10 weeks ago I did a post on car seat safety after listening to a Pregtastic podcast. The podcast was excellent – everyone should listen to it. One of the things the expert in the podcast recommended was taking the car seat to your local police or fire department for a lesson on proper installation and use. I think something like 80% of people do something wrong the first time.
Here in Albemarle County, the fire department offers this service for free. I found this pamphlet online and emailed to schedule an appointment. It was easy to do and she said it would last about 20 minutes. We just needed to bring the seat – no need to try putting it in ourselves first.
We bought the Chicco KeyFit30 in Midori, which came with one base. The bases are expensive ($80) so for now we are just going to use my car for baby transport, but we might end up getting a second base in time if we feel we need one. This car seat got excellent reviews both online and from Consumer Reports. I also know a lot of friends who have it!
We brought a few loaves of bread to our firemen as a thank you – they were much appreciated : )
We had 3 firemen come out to show us the install and talk about how to put a baby in the seat. The first step was a very, very, VERY tight fitting of the base.
I couldn’t believe how hard he tugged on the seatbelt, and Matt said this was the #1 reason he was glad we did the lesson because he would not have thought it needed to be so very tight. I’m not sure if I could have done this myself… I thought the seatbelt would break, but the fireman reminded me they are designed to hold people in during very serious crashes, so they are very, very strong. [Note my car is a 1999 so too early for the LATCH system!]
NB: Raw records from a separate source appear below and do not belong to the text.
//! Separable convolution along one tensor axis.

use burn::tensor::backend::Backend;
use burn::tensor::ops::ConvOptions;
use burn::tensor::{Shape, Tensor};

/// Correlate `input` with a 1D `kernel` along `dim`, replicating edge values
/// so the output has the input's shape.
///
/// The kernel is applied as a correlation: `out[i] = sum_k kernel[k] * in[i + k - r]`
/// with `r = kernel.len() / 2`. Kernels must have odd length.
pub(crate) fn correlate_axis<B: Backend, const D: usize>(
    input: Tensor<B, D>,
    kernel: &[f32],
    dim: usize,
) -> Tensor<B, D> {
    let dims: [usize; D] = input.dims();
    let len = dims[dim];
    let radius = kernel.len() / 2;
    if kernel.is_empty() || dims.iter().any(|&d| d == 0) {
        return input;
    }
    let device = input.device();

    // Move the target axis last.
    let mut permute_indices = [0isize; D];
    let mut idx = 0;
    for i in 0..D {
        if i != dim {
            permute_indices[idx] = i as isize;
            idx += 1;
        }
    }
    permute_indices[D - 1] = dim as isize;

    let batch: usize = (0..D).filter(|&i| i != dim).map(|i| dims[i]).product();
    let lines = input.permute(permute_indices).reshape([batch, 1, len]);

    // Replicate padding, then a 'valid' convolution.
    let padded = if radius > 0 {
        let first = lines.clone().narrow(2, 0, 1);
        let last = lines.clone().narrow(2, len - 1, 1);
        let mut parts = Vec::with_capacity(2 * radius + 1);
        for _ in 0..radius {
            parts.push(first.clone());
        }
        parts.push(lines);
        for _ in 0..radius {
            parts.push(last.clone());
        }
        Tensor::cat(parts, 2)
    } else {
        lines
    };

    let weight = Tensor::<B, 1>::from_floats(kernel, &device).reshape([1, 1, kernel.len()]);
    let options = ConvOptions::new([1], [0], [1], 1);
    let output = burn::tensor::module::conv1d(padded, weight, None, options);

    let mut permuted_shape = [0usize; D];
    let mut p_idx = 0;
    for i in 0..D {
        if i != dim {
            permuted_shape[p_idx] = dims[i];
            p_idx += 1;
        }
    }
    permuted_shape[D - 1] = len;
    let output = output.reshape(Shape::new(permuted_shape));

    let mut inverse = [0isize; D];
    for (new_pos, &old_pos) in permute_indices.iter().enumerate() {
        inverse[old_pos as usize] = new_pos as isize;
    }
    output.permute(inverse)
}

#[cfg(test)]
mod tests {
    use super::*;
    use burn::tensor::TensorData;
    use burn_ndarray::NdArray;

    type Backend = NdArray<f32>;

    fn values<const D: usize>(t: Tensor<Backend, D>) -> Vec<f32> {
        t.into_data().to_vec::<f32>().unwrap()
    }

    #[test]
    fn test_replicate_boundary() {
        let device = Default::default();
        let input = Tensor::<Backend, 1>::from_floats([1.0, 2.0, 3.0, 4.0], &device).reshape([1, 1, 4]);
        let out = correlate_axis(input, &[1.0 / 3.0, 1.0 / 3.0, 1.0 / 3.0], 2);
        let v = values(out);
        // Edges see their own value replicated.
        assert!((v[0] - (1.0 + 1.0 + 2.0) / 3.0).abs() < 1e-6);
        assert!((v[1] - 2.0).abs() < 1e-6);
        assert!((v[3] - (3.0 + 4.0 + 4.0) / 3.0).abs() < 1e-6);
    }

    #[test]
    fn test_derivative_along_first_axis() {
        let device = Default::default();
        // 3x2x1 volume increasing along axis 0.
        let data = TensorData::new(vec![0.0f32, 0.0, 1.0, 1.0, 2.0, 2.0], Shape::new([3, 2, 1]));
        let input = Tensor::<Backend, 3>::from_data(data, &device);
        let out = correlate_axis(input, &[-1.0, 0.0, 1.0], 0);
        assert_eq!(out.dims(), [3, 2, 1]);
        let v = values(out);
        assert_eq!(v, vec![1.0, 1.0, 2.0, 2.0, 1.0, 1.0]);
    }

    #[test]
    fn test_shape_preserved_for_wide_kernel() {
        let device = Default::default();
        let input = Tensor::<Backend, 3>::ones([2, 3, 2], &device);
        let out = correlate_axis(input, &[0.2; 5], 1);
        assert_eq!(out.dims(), [2, 3, 2]);
        for v in values(out) {
            assert!((v - 1.0).abs() < 1e-6);
        }
    }
}
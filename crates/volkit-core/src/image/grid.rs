//! Index arithmetic for host-side 3D buffers.
//!
//! Voxels are stored row-major in (plane, row, column) order, the same order
//! burn uses for a `[planes, rows, columns]` tensor, so a buffer obtained
//! from [`Image::to_vec`](crate::Image::to_vec) can be walked with a [`Grid`].

use serde::{Deserialize, Serialize};

use crate::error::{Result, VolumeError};

/// Shape and strides of a 3D volume.
#[derive(Debug, Clone, Copy, PartialEq, Eq)]
pub struct Grid {
    shape: [usize; 3],
    strides: [usize; 3],
}

impl Grid {
    pub fn new(shape: [usize; 3]) -> Self {
        Self {
            shape,
            strides: [shape[1] * shape[2], shape[2], 1],
        }
    }

    pub fn shape(&self) -> [usize; 3] {
        self.shape
    }

    pub fn strides(&self) -> [usize; 3] {
        self.strides
    }

    pub fn len(&self) -> usize {
        self.shape.iter().product()
    }

    pub fn is_empty(&self) -> bool {
        self.len() == 0
    }

    #[inline]
    pub fn index(&self, coords: [usize; 3]) -> usize {
        coords[0] * self.strides[0] + coords[1] * self.strides[1] + coords[2]
    }

    #[inline]
    pub fn coords(&self, index: usize) -> [usize; 3] {
        let plane = index / self.strides[0];
        let rem = index % self.strides[0];
        [plane, rem / self.strides[1], rem % self.strides[1]]
    }

    /// Neighbour at `coords + delta`, or `None` outside the volume.
    #[inline]
    pub fn offset(&self, coords: [usize; 3], delta: [isize; 3]) -> Option<usize> {
        let mut out = [0usize; 3];
        for a in 0..3 {
            let c = coords[a] as isize + delta[a];
            if c < 0 || c >= self.shape[a] as isize {
                return None;
            }
            out[a] = c as usize;
        }
        Some(self.index(out))
    }

    /// Neighbour at `coords + delta` with coordinates clamped to the volume
    /// (nearest-edge boundary).
    #[inline]
    pub fn clamped(&self, coords: [usize; 3], delta: [isize; 3]) -> usize {
        let mut out = [0usize; 3];
        for a in 0..3 {
            let max = self.shape[a] as isize - 1;
            out[a] = (coords[a] as isize + delta[a]).clamp(0, max) as usize;
        }
        self.index(out)
    }

    /// True if the voxel lies on any face of the volume.
    pub fn on_border(&self, coords: [usize; 3]) -> bool {
        (0..3).any(|a| coords[a] == 0 || coords[a] + 1 == self.shape[a])
    }

    /// Fail with `ShapeMismatch` unless `other` covers the same grid.
    pub fn ensure_same(&self, other: [usize; 3]) -> Result<()> {
        if self.shape != other {
            return Err(VolumeError::shape_mismatch(&self.shape, &other));
        }
        Ok(())
    }
}

/// Neighbourhood used when two voxels count as touching.
#[derive(Debug, Clone, Copy, PartialEq, Eq, Serialize, Deserialize)]
#[serde(rename_all = "snake_case")]
pub enum Connectivity {
    /// Shared face: 6 neighbours.
    Face,
    /// Shared face or edge: 18 neighbours.
    Edge,
    /// Any shared corner: 26 neighbours.
    Vertex,
}

impl Connectivity {
    /// Map the usual 1..=3 rank (maximum number of orthogonal steps).
    pub fn from_rank(rank: u8) -> Result<Self> {
        match rank {
            1 => Ok(Self::Face),
            2 => Ok(Self::Edge),
            3 => Ok(Self::Vertex),
            _ => Err(VolumeError::invalid_parameter(format!(
                "connectivity rank must be 1, 2 or 3, got {}",
                rank
            ))),
        }
    }

    pub fn rank(&self) -> usize {
        match self {
            Self::Face => 1,
            Self::Edge => 2,
            Self::Vertex => 3,
        }
    }

    /// Neighbour offsets, centre excluded, in raster order.
    pub fn offsets(&self) -> Vec<[isize; 3]> {
        let rank = self.rank();
        let mut out = Vec::with_capacity(26);
        for dz in -1isize..=1 {
            for dy in -1isize..=1 {
                for dx in -1isize..=1 {
                    let steps = (dz != 0) as usize + (dy != 0) as usize + (dx != 0) as usize;
                    if steps > 0 && steps <= rank {
                        out.push([dz, dy, dx]);
                    }
                }
            }
        }
        out
    }
}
We also learned that the seat cannot be touching the passengers seats at all (new info) and that the front of the seat will move and jiggle some – it’s the back part that must be totally secure.
After the base was installed, we talked about proper use – things like putting the shoulder straps in the proper place, not putting the baby in too much padding before going in, adjusting the straps both when he’s in and when he grows bigger.
I was given a mirror for my car as a hand-me-down – one that’s supposed to be used for looking at baby while driving. The expert on Pregtastic said she does not recommend them because they distract the mom from safe driving. I can see how it would be useful though (at a stop light when distraction isn’t as much a concern), so I asked the firemen their opinion and they said do not use it as well but for a different reason – that it has not been safety tested. Given the unpredictability of crashes, you never know what might happen if I mirror flies around your car. That’s 2 experts who say no, and since safety is the ultimate goal here, I will be giving it away. Matt says it’s not really a big deal because it really doesn’t matter if the baby is crying, asleep or awake and I don’t drive that much alone anyways.
Matt and I both practiced getting the seat in and out. The middle is the safest spot because it buys you more space from a side collision, but I found it really hard to reach in and get out – especially since this car is low to the ground and required a deep bend over. I asked the firemen what they thought about moving it to the passenger side and they said it would still be very safe, just not quite as safe, so I might consider that if I have back problems or if he just gets too heavy.
Last but not least, a Twitter friend offered to give us his car seat that his family was finishing used. A very generous hand-me-down, but unfortunately, it was 6 years old and I checked with Peg Perego and their seats expire at 6 years.
But the great news is that the fire dept. took the seat and will use it in their training sessions, so it went to a good cause!
I’m glad we went for the appointment and feel pretty comfortable with the seat. Hopefully its safety will never be tested.